A estima do Senhor de sua devoção
Mas o que é tão precioso aqui é a maneira como nosso Senhor expressa Sua estima pelo ato de devoção dela, em contraste com os pensamentos de Seus pobres discípulos, que nada entendiam. “E os Seus discípulos, vendo isso, indignaram-se, dizendo: Por que este desperdício?” Judas acrescentou: “Por que não se vendeu este unguento por trezentos dinheiros, e não se deu aos pobres?” Então Jesus disse: “Deixai-a; para o dia da Minha sepultura guardou isto. Porque os pobres, sempre os tendes convosco, mas a Mim nem sempre Me tendes”. Ele não receberá mais o unguento de nossas mãos; Ele passou para além do alcance de tal ato, embora não além da expressão de nosso amor. No entanto, há um sentido em que os Seus O terão para sempre e de uma maneira mais bendita do que eles O tinham enquanto Ele ainda estava com eles na Terra. A porção que Maria escolheu por Sua graça sabemos que nunca será tirada dela. Ainda assim, há uma maneira como O temos agora, neste dia de Sua rejeição, que nunca O teremos em glória. Há uma comunhão em Seus sofrimentos, mais íntima e mais doce, se é que é possível, do que a comunhão em Sua glória. E se perdêssemos isso? É isso que afeta meu coração. Se Maria tivesse falhado em aproveitar aquela última noite, para prestar o testemunho adorador de amor à Sua preciosidade, ela nunca poderia reparar isso por toda a eternidade. Quão perfeitamente adequado ao momento foi aquele testemunho da perfeita fragrância de Sua morte diante de Deus, a Quem os homens consideravam merecedor apenas da cruz de um malfeitor! Ela veio de antemão para ungi-Lo para Seu sepultamento, e quão rapidamente a oportunidade teria sido perdida para sempre! Não é que o amor não encontrará maneiras adequadas de expressar-se a Ele na glória eterna, mas não será da maneira como Ele procura agora, e Ele perde, se faltar.
O despertar do amor
Será que não foi para conquistar nosso coração para Si mesmo que Ele morreu e ressuscitou? Em Lucas 7, Ele descreve cada uma das provas do amor da mulher pecadora, pois o amor dela era precioso para Ele. Podemos nós, como Seus perdoados, ser conhecidos em um mundo frio e sem coração tão claramente quanto ela – pelo amor que procura derramar sua expressão nesse precioso Objeto? “Aquele a quem pouco é perdoado pouco ama”. Não que a ação dessa querida mulher em Lucas 7 deva ser confundida com a de Maria de Betânia, um tanto semelhante exteriormente, como se fosse da mesma ordem de inteligência. Mas ambas eram a expressão do amor, de verdadeiro apego dedicado à Pessoa do Senhor Jesus, cada uma em seu próprio lugar e medida. A primeira foi o despertar inicial do amor, como quando Ele primeiro atrai o coração para Si por toda a Sua bendita graça; a segunda foi o fruto da experiência profundamente provada do que Ele é em Si mesmo.

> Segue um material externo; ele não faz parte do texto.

use crate::error::EvalError;
use nalgebra::{DMatrix, DVector};
use nalgebra_sparse::convert::serial::convert_coo_dense;
use nalgebra_sparse::CooMatrix;

/// Lower/upper bounds; infinite entries mean "unbounded on that side".
#[derive(Debug, Clone, PartialEq)]
pub struct Bounds {
    pub lower: Vec<f64>,
    pub upper: Vec<f64>,
}

impl Bounds {
    pub fn unbounded(len: usize) -> Self {
        Self {
            lower: vec![f64::NEG_INFINITY; len],
            upper: vec![f64::INFINITY; len],
        }
    }

    pub fn len(&self) -> usize {
        self.lower.len()
    }

    pub fn is_empty(&self) -> bool {
        self.lower.is_empty()
    }

    pub fn set(&mut self, index: usize, lower: Option<f64>, upper: Option<f64>) {
        self.lower[index] = lower.unwrap_or(f64::NEG_INFINITY);
        self.upper[index] = upper.unwrap_or(f64::INFINITY);
    }

    pub fn set_equal(&mut self, index: usize, value: f64) {
        self.lower[index] = value;
        self.upper[index] = value;
    }

    /// Total amount by which `values` leave the box.
    pub fn violation(&self, values: &[f64]) -> f64 {
        values
            .iter()
            .zip(self.lower.iter().zip(&self.upper))
            .map(|(v, (lo, hi))| (lo - v).max(0.0) + (v - hi).max(0.0))
            .sum()
    }
}

/// Row/column pattern of the constraint Jacobian. Fixed for the lifetime of a
/// problem; only the values change between evaluations.
#[derive(Debug, Clone, PartialEq, Eq)]
pub struct JacobianStructure {
    nrows: usize,
    ncols: usize,
    rows: Vec<usize>,
    cols: Vec<usize>,
}

impl JacobianStructure {
    pub fn new(nrows: usize, ncols: usize, rows: Vec<usize>, cols: Vec<usize>) -> Self {
        assert_eq!(rows.len(), cols.len(), "row/column index lists differ in length");
        assert!(
            rows.iter().all(|&r| r < nrows) && cols.iter().all(|&c| c < ncols),
            "Jacobian index outside {nrows}x{ncols}"
        );
        Self {
            nrows,
            ncols,
            rows,
            cols,
        }
    }

    pub fn nrows(&self) -> usize {
        self.nrows
    }

    pub fn ncols(&self) -> usize {
        self.ncols
    }

    pub fn nnz(&self) -> usize {
        self.rows.len()
    }

    pub fn rows(&self) -> &[usize] {
        &self.rows
    }

    pub fn cols(&self) -> &[usize] {
        &self.cols
    }

    /// Triplet form of `values` (duplicates are summed by consumers).
    pub fn to_coo(&self, values: &[f64]) -> CooMatrix<f64> {
        assert_eq!(values.len(), self.nnz(), "Jacobian value count mismatch");
        let mut coo = CooMatrix::new(self.nrows, self.ncols);
        for ((&r, &c), &v) in self.rows.iter().zip(&self.cols).zip(values) {
            coo.push(r, c, v);
        }
        coo
    }

    pub fn to_dense(&self, values: &[f64]) -> DMatrix<f64> {
        convert_coo_dense(&self.to_coo(values))
    }

    /// True when `(row, col)` is a declared entry.
    pub fn contains(&self, row: usize, col: usize) -> bool {
        self.rows.iter().zip(&self.cols).any(|(&r, &c)| r == row && c == col)
    }
}

/// A smooth nonlinear program
///
/// ```text
/// min f(x)  s.t.  cl <= c(x) <= cu,  xl <= x <= xu
/// ```
///
/// Evaluation methods take `&mut self` so implementations can reuse work
/// buffers; they return [`EvalError`] when `x` lies outside the model's domain.
pub trait NlpProblem {
    fn num_variables(&self) -> usize;

    fn num_constraints(&self) -> usize;

    fn variable_bounds(&self) -> Bounds;

    fn constraint_bounds(&self) -> Bounds;

    /// Characteristic magnitude of every variable; the solver iterates on
    /// `x / scale`.
    fn variable_scales(&self) -> Vec<f64> {
        vec![1.0; self.num_variables()]
    }

    /// Characteristic magnitude of every constraint row.
    fn constraint_scales(&self) -> Vec<f64> {
        vec![1.0; self.num_constraints()]
    }

    fn objective_scale(&self) -> f64 {
        1.0
    }

    fn initial_guess(&self) -> DVector<f64>;

    fn objective(&mut self, x: &DVector<f64>) -> Result<f64, EvalError>;

    fn objective_gradient(
        &mut self,
        x: &DVector<f64>,
        out: &mut DVector<f64>,
    ) -> Result<(), EvalError>;

    fn constraints(&mut self, x: &DVector<f64>, out: &mut DVector<f64>) -> Result<(), EvalError>;

    fn jacobian_structure(&self) -> &JacobianStructure;

    /// Values in the order of [`NlpProblem::jacobian_structure`].
    fn jacobian_values(&mut self, x: &DVector<f64>, values: &mut [f64]) -> Result<(), EvalError>;

    fn jacobian(&mut self, x: &DVector<f64>) -> Result<CooMatrix<f64>, EvalError> {
        let mut values = vec![0.0; self.jacobian_structure().nnz()];
        self.jacobian_values(x, &mut values)?;
        Ok(self.jacobian_structure().to_coo(&values))
    }
}

#[cfg(test)]
mod tests {
    use super::*;

    #[test]
    fn structure_round_trips_to_dense() {
        let structure = JacobianStructure::new(2, 3, vec![0, 0, 1, 1], vec![0, 2, 1, 1]);
        let dense = structure.to_dense(&[1.0, 2.0, 3.0, 4.0]);
        assert_eq!(dense, DMatrix::from_row_slice(2, 3, &[1.0, 0.0, 2.0, 0.0, 7.0, 0.0]));
        assert_eq!(structure.nnz(), 4);
        assert!(structure.contains(0, 2));
        assert!(!structure.contains(1, 2));
    }

    #[test]
    #[should_panic(expected = "Jacobian index outside")]
    fn structure_rejects_out_of_range_indices() {
        JacobianStructure::new(2, 2, vec![0, 2], vec![0, 1]);
    }

    #[test]
    fn bounds_measure_violation() {
        let mut bounds = Bounds::unbounded(3);
        bounds.set(0, Some(1.0), Some(2.0));
        bounds.set_equal(1, 5.0);
        bounds.set(2, None, Some(0.0));
        assert_eq!(bounds.violation(&[0.5, 5.0, 3.0]), 3.5);
        assert_eq!(bounds.violation(&[1.5, 5.0, -10.0]), 0.0);
    }
}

Talvez perguntemos: “Como podemos saber o que Lhe convém agora?” Ah! O amor descobre, porque estuda seu objeto, como Maria fez, sentada aos pés de Jesus. Assim ela ganhou a inteligência instintiva com a qual agiu. A posse da inteligência da mente e da vontade do Senhor é a primícia e a prova do amor, e o amor precisa ser guiado pela inteligência que ele assim obtém, a fim de se expressar de maneira aceitável ao Senhor. Maria Madalena precisava disso quando pensou em levar o corpo morto do Senhor. Mas ela O amava, e isso a deteve no lugar onde ela adquiriu a inteligência da mais rica maneira. Além disso, o amor tem seu próprio modo de se expressar, que nenhuma mera inteligência poderia imitar. Mas quantos são os inumeráveis detalhes em que esse princípio entra, o amor encontrando sua alegre liberdade somente em realizar Sua vontade sob Seus olhos, em cada aspecto da vida, o amor conferindo seu caráter peculiar e sua aceitação à obediência.
Nossa estima por Ele
A própria maneira como O temos agora, na presença do mundo que O expulsou, oferece constantes oportunidades para que nosso amor se expresse. Na glória, não haverá “eu” para negar, nenhuma cruz para tomar, nenhum mundo para recusar, nenhum rompimento dos laços mais queridos de parentesco, nenhum julgamento equivocado por parte de outros crentes para enfrentar, nenhuma perda de qualquer tipo para sofrer por amor a Ele. Todos os corações fluirão juntos para Ele ali. Agora, essas coisas testam nossa estima por Ele e oferecem o privilégio de provar o que é a excelência do conhecimento de Cristo Jesus, nosso Senhor, para nossa alma.
Infelizmente, na vil traição do nosso coração, é muito fácil escapar de tudo isso. Se você seguir a profissão comum de Seu nome, usar da segurança que a infinita e soberana graça lhe deu do juízo vindouro para se estabelecer e ficar à vontade no mundo que O rejeitou, fizer o bem aos homens, como com o unguento vendido por tanto e dado aos pobres, essas coisas conquistarão para o Cristão o favor e a estima do mundo, e o vitupério de Cristo será desconhecido. Mas com que incalculável perda Suas comoventes palavras nos lembram: “A Mim nem sempre Me tendes”.
Nossa oportunidade
Quando a glória chegar, “os Seus servos O servirão”, perfeitamente então, tão certamente quanto veremos “o Seu rosto”, o amor encontrando novas maneiras de se expressar ao seu Objeto na glória; mas, se Ele viesse hoje à noite para nos levar para ela, nunca mais Ele nos chamaria para sairmos a Ele fora do arraial, levando Seu vitupério; Ele nunca mais pediria: “fazei isto em memória de Mim”, conduzindo nosso coração a anunciar Sua morte; nunca mais esperaria ou receberia, das afeições nupciais da Noiva formadas pelo Espírito, o clamor que Lhe diz “Vem”; nunca mais esperaria que estivéssemos identificados com Seus interesses na Igreja e com Seu testemunho para o mundo. Tudo isso e muito mais teria terminado para sempre e a oportunidade teria passado, se a perdermos agora. “A Mim nem sempre Me tendes”.
Oh! Que conheçamos o poder dessas palavras para despertar nossa alma a mais devoção que aproveitará ao máximo os dias conforme eles vêm, e que tão rapidamente passam, e que nunca mais serão recuperados! Oh! Que sejamos encontrados para Ele, diante de tudo, considerando qualquer coisa em que experimentemos a comunhão de Seus sofrimentos o nosso maior ganho e glória presentes.